If you are one of those kids who likes to know what his Christmas presents are before Christmas.
I would try this.

Take a few cuttings off of your mother stock. Some side shoots 6 to 10 inches would suffice. Cut back some of the leaf growth. I usually cut the shoot on a 45 degree angle with a razor blade at the node (where the leaf and the side shoot emerge from the bine) either use root hormone or cloning gel or simply soak them in water being sure to either change the water daily or use aquarium pump to oxygenate the water. Depending on your humidity you may need to spray mist on them every so often to keep them hydrated. With out true roots the plant cant get much moisture. If you wish you could Foliar feed these cuttings but it's not necessary in the cloning process just makes a sturdier clone that starts a lot quicker to grow roots. Depending on your humidity level I would use Dome lids or something to keep moisture in ... i have used a rooting mat as well but I have also has success with out it as well.
once roots form put those cuttings in some sort of growing medium. Allow them to climatized to the place that you will be experimentings with the light deprivation.

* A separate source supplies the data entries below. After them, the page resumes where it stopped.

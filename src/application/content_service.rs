use std::sync::Arc;

use crate::domain::content::{ContentKey, ContentUpdate, CorporateContent};
use crate::domain::errors::DomainError;
use crate::domain::ports::ContentRepository;

pub struct ContentService {
    content: Arc<dyn ContentRepository>,
}

impl ContentService {
    pub fn new(content: Arc<dyn ContentRepository>) -> Self {
        Self { content }
    }

    pub fn public(&self, key: ContentKey) -> Result<CorporateContent, DomainError> {
        self.content
            .find(key)?
            .filter(|c| c.active)
            .ok_or_else(|| DomainError::NotFound(format!("Content not found or inactive: {}", key)))
    }

    pub fn public_all(&self) -> Result<Vec<CorporateContent>, DomainError> {
        self.content.list(true)
    }

    pub fn admin_all(&self) -> Result<Vec<CorporateContent>, DomainError> {
        self.content.list(false)
    }

    pub fn upsert(&self, key: ContentKey, update: ContentUpdate) -> Result<CorporateContent, DomainError> {
        let content = match self.content.find(key)? {
            Some(mut existing) => {
                existing.apply(update);
                existing
            }
            None => CorporateContent::new(key, update),
        };
        let saved = self.content.upsert(content)?;
        log::info!("Corporate content {} saved", key);
        Ok(saved)
    }
}
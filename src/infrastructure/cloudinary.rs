use std::collections::BTreeMap;
use std::time::Duration;

use async_trait::async_trait;
use base64::engine::general_purpose::STANDARD;
use base64::Engine as _;
use chrono::Utc;
use serde::Deserialize;
use sha1::{Digest, Sha1};

use crate::domain::errors::DomainError;
use crate::domain::ports::ImageStore;

pub const MAX_IMAGE_BYTES: usize = 5 * 1024 * 1024;
const DEFAULT_MIME: &str = "image/jpeg";
const TRANSFORMATION: &str = "q_auto:good,f_auto,w_1200,h_1200,c_limit,fl_progressive";
const UPLOAD_TIMEOUT: Duration = Duration::from_secs(30);

#[derive(Debug, Clone)]
pub struct CloudinaryConfig {
    pub cloud_name: String,
    pub api_key: String,
    pub api_secret: String,
}

/// A validated image ready to be sent.
#[derive(Debug, PartialEq)]
pub struct DecodedImage {
    pub mime: String,
    pub bytes: Vec<u8>,
}

impl DecodedImage {
    fn data_uri(&self) -> String {
        format!("data:{};base64,{}", self.mime, STANDARD.encode(&self.bytes))
    }
}

/// Accepts raw base64 or a `data:<mime>;base64,<payload>` URI.
pub fn decode_image(input: &str) -> Result<DecodedImage, DomainError> {
    let input = input.trim();
    if input.is_empty() {
        return Err(DomainError::InvalidInput("Image payload is empty".to_string()));
    }

    let (mime, payload) = match input.strip_prefix("data:") {
        Some(rest) => {
            let (header, payload) = rest.split_once(',').ok_or_else(|| {
                DomainError::InvalidInput("Malformed data URI".to_string())
            })?;
            let mime = header.strip_suffix(";base64").unwrap_or(header);
            let mime = if mime.is_empty() { DEFAULT_MIME } else { mime };
            (mime.to_ascii_lowercase(), payload)
        }
        None => (DEFAULT_MIME.to_string(), input),
    };

    if !mime.starts_with("image/") {
        return Err(DomainError::InvalidInput(format!(
            "Unsupported content type: {}",
            mime
        )));
    }

    let bytes = STANDARD
        .decode(payload.trim())
        .map_err(|e| DomainError::InvalidInput(format!("Invalid base64 image: {}", e)))?;
    if bytes.is_empty() {
        return Err(DomainError::InvalidInput("Image payload is empty".to_string()));
    }
    if bytes.len() > MAX_IMAGE_BYTES {
        return Err(DomainError::InvalidInput(format!(
            "Image is larger than {} MB",
            MAX_IMAGE_BYTES / (1024 * 1024)
        )));
    }

    Ok(DecodedImage { mime, bytes })
}

/// `sha1("k1=v1&k2=v2<secret>")` over the parameters sorted by name.
pub fn sign(params: &BTreeMap<&str, String>, api_secret: &str) -> String {
    let to_sign = params
        .iter()
        .map(|(k, v)| format!("{}={}", k, v))
        .collect::<Vec<_>>()
        .join("&");
    let mut hasher = Sha1::new();
    hasher.update(to_sign.as_bytes());
    hasher.update(api_secret.as_bytes());
    hex::encode(hasher.finalize())
}

#[derive(Debug, Deserialize)]
struct UploadResponse {
    secure_url: String,
}

pub struct CloudinaryImageStore {
    config: Option<CloudinaryConfig>,
    client: reqwest::Client,
}

impl CloudinaryImageStore {
    /// Without credentials every upload is rejected.
    pub fn new(config: Option<CloudinaryConfig>) -> Self {
        let client = reqwest::Client::builder()
            .timeout(UPLOAD_TIMEOUT)
            .build()
            .unwrap_or_default();
        Self { config, client }
    }
}

#[async_trait]
impl ImageStore for CloudinaryImageStore {
    async fn upload(&self, base64_image: &str) -> Result<String, DomainError> {
        let config = self.config.as_ref().ok_or_else(|| {
            DomainError::InvalidInput("Image upload is not configured".to_string())
        })?;
        let image = decode_image(base64_image)?;

        let mut params = BTreeMap::new();
        params.insert("timestamp", Utc::now().timestamp().to_string());
        params.insert("transformation", TRANSFORMATION.to_string());
        let signature = sign(&params, &config.api_secret);

        let mut form: Vec<(&str, String)> = params.into_iter().collect();
        form.push(("api_key", config.api_key.clone()));
        form.push(("signature", signature));
        form.push(("file", image.data_uri()));

        let url = format!(
            "https://api.cloudinary.com/v1_1/{}/image/upload",
            config.cloud_name
        );
        let response = self.client.post(&url).form(&form).send().await.map_err(|e| {
            log::error!("Cloudinary request failed: {}", e);
            DomainError::Internal(format!("Image upload failed: {}", e))
        })?;

        let status = response.status();
        if !status.is_success() {
            let body = response.text().await.unwrap_or_default();
            log::error!("Cloudinary rejected upload ({}): {}", status, body);
            return Err(DomainError::Internal(format!(
                "Image upload failed with status {}",
                status
            )));
        }

        let uploaded: UploadResponse = response.json().await.map_err(|e| {
            DomainError::Internal(format!("Unexpected Cloudinary response: {}", e))
        })?;
        log::info!("Image uploaded ({} bytes): {}", image.bytes.len(), uploaded.secure_url);
        Ok(uploaded.secure_url)
    }
}
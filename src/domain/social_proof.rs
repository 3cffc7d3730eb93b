use chrono::{DateTime, Utc};

use super::order::Order;

pub const DEFAULT_LIMIT: i64 = 25;
const DEFAULT_LOCATION: &str = "Türkiye";
const ANONYMOUS_CUSTOMER: &str = "Müşteri";

#[derive(Debug, Clone, PartialEq)]
pub struct RecentPurchase {
    pub customer_name: String,
    pub product_name: String,
    pub product_slug: String,
    pub location: String,
    pub time_ago: String,
    pub category: Option<String>,
}

/// "Ahmet Yılmaz" becomes "Ahmet Y.".
pub fn anonymize(first_name: &str, last_name: &str) -> String {
    let first = first_name.trim();
    if first.is_empty() {
        return ANONYMOUS_CUSTOMER.to_string();
    }
    match last_name.trim().chars().next() {
        Some(initial) => format!("{} {}.", first, initial),
        None => first.to_string(),
    }
}

/// Fuzzy Turkish description of how long ago `then` was.
pub fn time_ago(then: DateTime<Utc>, now: DateTime<Utc>) -> String {
    let elapsed = now - then;
    let minutes = elapsed.num_minutes().max(0);
    if minutes < 60 {
        return format!("{} dakika önce", minutes);
    }
    let hours = elapsed.num_hours();
    if hours < 24 {
        return format!("{} saat önce", hours);
    }
    match elapsed.num_days() {
        1 => "dün".to_string(),
        d if d < 7 => format!("{} gün önce", d),
        d if d < 30 => "bu ay".to_string(),
        _ => "geçen ay".to_string(),
    }
}

/// URL-friendly product slug with Turkish letters folded to ASCII.
pub fn slug(name: &str) -> String {
    let mut out = String::with_capacity(name.len());
    let mut pending_dash = false;
    for c in name.chars() {
        let folded = match c {
            'ğ' | 'Ğ' => 'g',
            'ü' | 'Ü' => 'u',
            'ş' | 'Ş' => 's',
            'ı' | 'I' | 'İ' => 'i',
            'ö' | 'Ö' => 'o',
            'ç' | 'Ç' => 'c',
            other => other.to_ascii_lowercase(),
        };
        if folded.is_ascii_alphanumeric() {
            if pending_dash && !out.is_empty() {
                out.push('-');
            }
            pending_dash = false;
            out.push(folded);
        } else {
            pending_dash = true;
        }
    }
    out
}

/// One entry per ordered item.
pub fn purchases_for(order: &Order, now: DateTime<Utc>) -> Vec<RecentPurchase> {
    let customer_name = anonymize(&order.user_name, &order.user_surname);
    let location = if order.shipping_city.trim().is_empty() {
        DEFAULT_LOCATION.to_string()
    } else {
        order.shipping_city.trim().to_string()
    };
    let time_ago = time_ago(order.created_at, now);

    order
        .items
        .iter()
        .map(|item| RecentPurchase {
            customer_name: customer_name.clone(),
            product_name: item.name.clone(),
            product_slug: slug(&item.name),
            location: location.clone(),
            time_ago: time_ago.clone(),
            category: item.category_name.clone(),
        })
        .collect()
}

#[cfg(test)]
mod tests {
    use super::*;
    use crate::domain::knife::fixtures::knife;
    use crate::domain::order::fixtures::order;
    use crate::domain::order::OrderItem;
    use chrono::Duration;

    #[test]
    fn anonymize_keeps_first_name_and_surname_initial() {
        assert_eq!(anonymize("Ahmet", "Yılmaz"), "Ahmet Y.");
        assert_eq!(anonymize(" Ayşe ", ""), "Ayşe");
        assert_eq!(anonymize("", "Demir"), "Müşteri");
        assert_eq!(anonymize("Can", "Özdemir"), "Can Ö.");
    }

    #[test]
    fn time_ago_buckets() {
        let now = Utc::now();
        assert_eq!(time_ago(now - Duration::minutes(5), now), "5 dakika önce");
        assert_eq!(time_ago(now - Duration::hours(3), now), "3 saat önce");
        assert_eq!(time_ago(now - Duration::hours(30), now), "dün");
        assert_eq!(time_ago(now - Duration::days(4), now), "4 gün önce");
        assert_eq!(time_ago(now - Duration::days(12), now), "bu ay");
        assert_eq!(time_ago(now - Duration::days(45), now), "geçen ay");
    }

    #[test]
    fn future_timestamps_read_as_just_now() {
        let now = Utc::now();
        assert_eq!(time_ago(now + Duration::minutes(2), now), "0 dakika önce");
    }

    #[test]
    fn slug_folds_turkish_letters() {
        assert_eq!(slug("Şef Bıçağı Çelik"), "sef-bicagi-celik");
        assert_eq!(slug("  Damascus -- Hunter 20cm! "), "damascus-hunter-20cm");
        assert_eq!(slug(""), "");
    }

    #[test]
    fn purchases_use_shipping_city_or_default_location() {
        let mut o = order("2025-01-01", 4, "100");
        let mut k = knife("Avcı Bıçağı", "100", 3);
        k.category_name = Some("Hunting".to_string());
        o.items.push(OrderItem::snapshot(&k, 1, None, None));
        o.items.push(OrderItem::snapshot(&k, 2, None, None));

        let purchases = purchases_for(&o, Utc::now());
        assert_eq!(purchases.len(), 2);
        assert_eq!(purchases[0].location, "Ankara");
        assert_eq!(purchases[0].product_slug, "avci-bicagi");
        assert_eq!(purchases[0].category.as_deref(), Some("Hunting"));
        assert_eq!(purchases[0].customer_name, "Ahmet Y.");

        o.shipping_city = String::new();
        assert_eq!(purchases_for(&o, Utc::now())[0].location, "Türkiye");
    }
}
use std::sync::Arc;

use chrono::{Duration, Utc};
use jsonwebtoken::{decode, encode, Algorithm, DecodingKey, EncodingKey, Header, Validation};
use serde::{Deserialize, Serialize};

use crate::domain::admin::{NewAdmin, Principal, Session, ADMIN_ROLE};
use crate::domain::errors::DomainError;
use crate::domain::ports::AdminRepository;

const INVALID_CREDENTIALS: &str = "Invalid username or password";

#[derive(Debug, Clone)]
pub struct AuthSettings {
    pub jwt_secret: String,
    pub expiration_hours: i64,
    pub bcrypt_cost: u32,
}

#[derive(Debug, Serialize, Deserialize)]
struct Claims {
    sub: String,
    role: String,
    iat: i64,
    exp: i64,
}

pub struct AuthService {
    admins: Arc<dyn AdminRepository>,
    settings: AuthSettings,
}

impl AuthService {
    pub fn new(admins: Arc<dyn AdminRepository>, settings: AuthSettings) -> Self {
        Self { admins, settings }
    }

    pub fn login(&self, username: &str, password: &str) -> Result<Session, DomainError> {
        log::info!("Login attempt for {}", username);
        let Some(admin) = self.admins.find_by_username(username)? else {
            log::warn!("Login failed, unknown username {}", username);
            return Err(DomainError::Unauthorized(INVALID_CREDENTIALS.to_string()));
        };
        if !admin.enabled {
            log::warn!("Login failed, account disabled for {}", username);
            return Err(DomainError::Unauthorized("Account is disabled".to_string()));
        }
        let matches = bcrypt::verify(password, &admin.password_hash)
            .map_err(|e| DomainError::Internal(e.to_string()))?;
        if !matches {
            log::warn!("Login failed, wrong password for {}", username);
            return Err(DomainError::Unauthorized(INVALID_CREDENTIALS.to_string()));
        }

        self.admins.touch_last_login(admin.id)?;
        let token = self.issue_token(&admin.username, &admin.role)?;
        log::info!("Login successful for {}", username);
        Ok(Session {
            token,
            username: admin.username,
            role: admin.role,
        })
    }

    pub fn issue_token(&self, username: &str, role: &str) -> Result<String, DomainError> {
        let now = Utc::now();
        let claims = Claims {
            sub: username.to_string(),
            role: role.to_string(),
            iat: now.timestamp(),
            exp: (now + Duration::hours(self.settings.expiration_hours)).timestamp(),
        };
        encode(
            &Header::new(Algorithm::HS256),
            &claims,
            &EncodingKey::from_secret(self.settings.jwt_secret.as_bytes()),
        )
        .map_err(|e| DomainError::Internal(e.to_string()))
    }

    /// Decodes and verifies a bearer token.
    pub fn authenticate(&self, token: &str) -> Result<Principal, DomainError> {
        let data = decode::<Claims>(
            token,
            &DecodingKey::from_secret(self.settings.jwt_secret.as_bytes()),
            &Validation::new(Algorithm::HS256),
        )
        .map_err(|e| {
            log::debug!("Token rejected: {}", e);
            DomainError::Unauthorized("Invalid or expired token".to_string())
        })?;
        Ok(Principal {
            username: data.claims.sub,
            role: data.claims.role,
        })
    }

    pub fn validate(&self, token: &str) -> bool {
        self.authenticate(token).is_ok()
    }

    /// Creates the admin account unless one with that username exists.
    /// Returns whether an account was created.
    pub fn ensure_admin(&self, username: &str, password: &str, email: &str) -> Result<bool, DomainError> {
        if self.admins.exists(username)? {
            log::info!("Admin user {} already exists, skipping seed", username);
            return Ok(false);
        }
        let password_hash = bcrypt::hash(password, self.settings.bcrypt_cost)
            .map_err(|e| DomainError::Internal(e.to_string()))?;
        self.admins.insert(NewAdmin {
            username: username.to_string(),
            password_hash,
            email: email.to_string(),
            role: ADMIN_ROLE.to_string(),
        })?;
        log::warn!(
            "Default admin user {} created; change its password after first login",
            username
        );
        Ok(true)
    }
}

You can essentially at that point trick the plant into showing it sex early by puting it into it's flowering cycle. by covering the cuttings (if you plan to let them run there course outside) with something to keep the light from shining on the clone. It will think it is time to flower you only need a few weeks and the cuttings should go into flower and reveal the sex of the mother or fathering stock.
I have done this before with double sided plastic white on one side black on the other. Put the white side out so it doesn't absorb much heat.
I would cover and un cover in a small hoop house at either 6 am to 6 PM or 7 am to 7 pm.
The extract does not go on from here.